Jeritan memenuhi kuil, empat atau lima monster berlari kesana kemari, orang-orang panik berlari tanpa arah, tapi tak bisa keluar. Mereka hanya berputar menunggu dibantai.

Mungkin neraka pun tak lebih buruk dari ini. Keputusasaan akan kematian tak mengalahkan hasrat hidup. Saat terpojok, siapa peduli lagi yang lain? Banyak yang meninggalkan istri dan anak demi keselamatan diri sendiri, mendorong keluarga dan anak-anak mereka ke bahaya. Beberapa berani maju demi keluarga, ada yang sudah pasrah duduk di tanah menunggu kematian.

Tak seorang pun bisa lolos dari maut. Semua yang ada di kuil, seperti yang dikatakan Huang, kecuali Huang dan Zhang Nan, telah mati.

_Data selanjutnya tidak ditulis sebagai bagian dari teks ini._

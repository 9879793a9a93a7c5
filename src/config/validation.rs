//! Configuration validation.
//!
//! Semantic checks on top of serde's syntactic ones. Pure function, and it
//! reports every violation, not just the first.

use std::net::SocketAddr;

use thiserror::Error;

use crate::config::schema::AppConfig;

const LOG_LEVELS: &[&str] = &["trace", "debug", "info", "warn", "error"];

#[derive(Debug, Clone, PartialEq, Eq, Error)]
pub enum ValidationError {
    #[error("listener.bind_address {0:?} is not a valid socket address")]
    InvalidBindAddress(String),
    #[error("rate_limit.requests_per_window must be at least 1")]
    ZeroRateLimit,
    #[error("rate_limit.window_ms must be at least 1")]
    ZeroRateWindow,
    #[error("timeouts.request_secs must be at least 1")]
    ZeroRequestTimeout,
    #[error("upload.dir must not be empty")]
    EmptyUploadDir,
    #[error("upload.max_bytes must be at least 1")]
    ZeroUploadLimit,
    #[error("observability.log_level {0:?} is not one of trace/debug/info/warn/error")]
    InvalidLogLevel(String),
    #[error("observability.metrics_address {0:?} is not a valid socket address")]
    InvalidMetricsAddress(String),
}

/// Validate a parsed configuration, collecting all violations.
pub fn validate_config(config: &AppConfig) -> Result<(), Vec<ValidationError>> {
    let mut errors = Vec::new();

    if config.listener.bind_address.parse::<SocketAddr>().is_err() {
        errors.push(ValidationError::InvalidBindAddress(
            config.listener.bind_address.clone(),
        ));
    }
    if config.rate_limit.requests_per_window == 0 {
        errors.push(ValidationError::ZeroRateLimit);
    }
    if config.rate_limit.window_ms == 0 {
        errors.push(ValidationError::ZeroRateWindow);
    }
    if config.timeouts.request_secs == 0 {
        errors.push(ValidationError::ZeroRequestTimeout);
    }
    if config.upload.dir.as_os_str().is_empty() {
        errors.push(ValidationError::EmptyUploadDir);
    }
    if config.upload.max_bytes == 0 {
        errors.push(ValidationError::ZeroUploadLimit);
    }
    if !LOG_LEVELS.contains(&config.observability.log_level.as_str()) {
        errors.push(ValidationError::InvalidLogLevel(
            config.observability.log_level.clone(),
        ));
    }
    if config.observability.metrics_enabled
        && config
            .observability
            .metrics_address
            .parse::<SocketAddr>()
            .is_err()
    {
        errors.push(ValidationError::InvalidMetricsAddress(
            config.observability.metrics_address.clone(),
        ));
    }

    if errors.is_empty() {
        Ok(())
    } else {
        Err(errors)
    }
}

#[cfg(test)]
mod tests {
    use super::*;

    #[test]
    fn default_config_is_valid() {
        assert_eq!(validate_config(&AppConfig::default()), Ok(()));
    }

    #[test]
    fn collects_every_violation() {
        let mut config = AppConfig::default();
        config.listener.bind_address = "not-an-address".to_string();
        config.rate_limit.requests_per_window = 0;
        config.observability.log_level = "loud".to_string();

        let errors = validate_config(&config).unwrap_err();
        assert_eq!(errors.len(), 3);
        assert!(errors.contains(&ValidationError::ZeroRateLimit));
    }
}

Seekor monster menerjang Wang Po, Huang menembak dari lubang di bawah patung. Wang Po panik dan menampar Huang. Huang melihat Wang Po disobek monster sampai hancur, hatinya sakit sekali. “Semua akan mendapat balasan, semua akan mendapat balasan...” Huang duduk terpaku dan bergumam.

Di tubuh Wang Po, cahaya hijau melayang dan menghilang.

Zhang Nan juga keluar, cahaya hijau melayang dan menghilang. Melihat mayat Wang Po dan monster yang dekat, Zhang Nan menarik Huang berlari ke bawah meja persembahan bersembunyi. Saat monster mendekat hendak menghancurkan meja, tiba-tiba berhenti dan berbalik.

Keduanya kembali bersembunyi di lubang, Zhang Nan diam menangis, Huang juga sedih tapi tak tahu harus berbuat apa. Lubang itu tidak tertutup, mereka harus menunggu sampai malam berlalu lalu mencari jalan keluar lagi.

“Suiren, ribuan tahun telah berlalu, kau tetap tak berubah.”

Sun Zhu yang terbaring di ruang utama perlahan terbangun, menatap hujan di luar, bersiap menunggu fajar dan merencanakan langkah selanjutnya.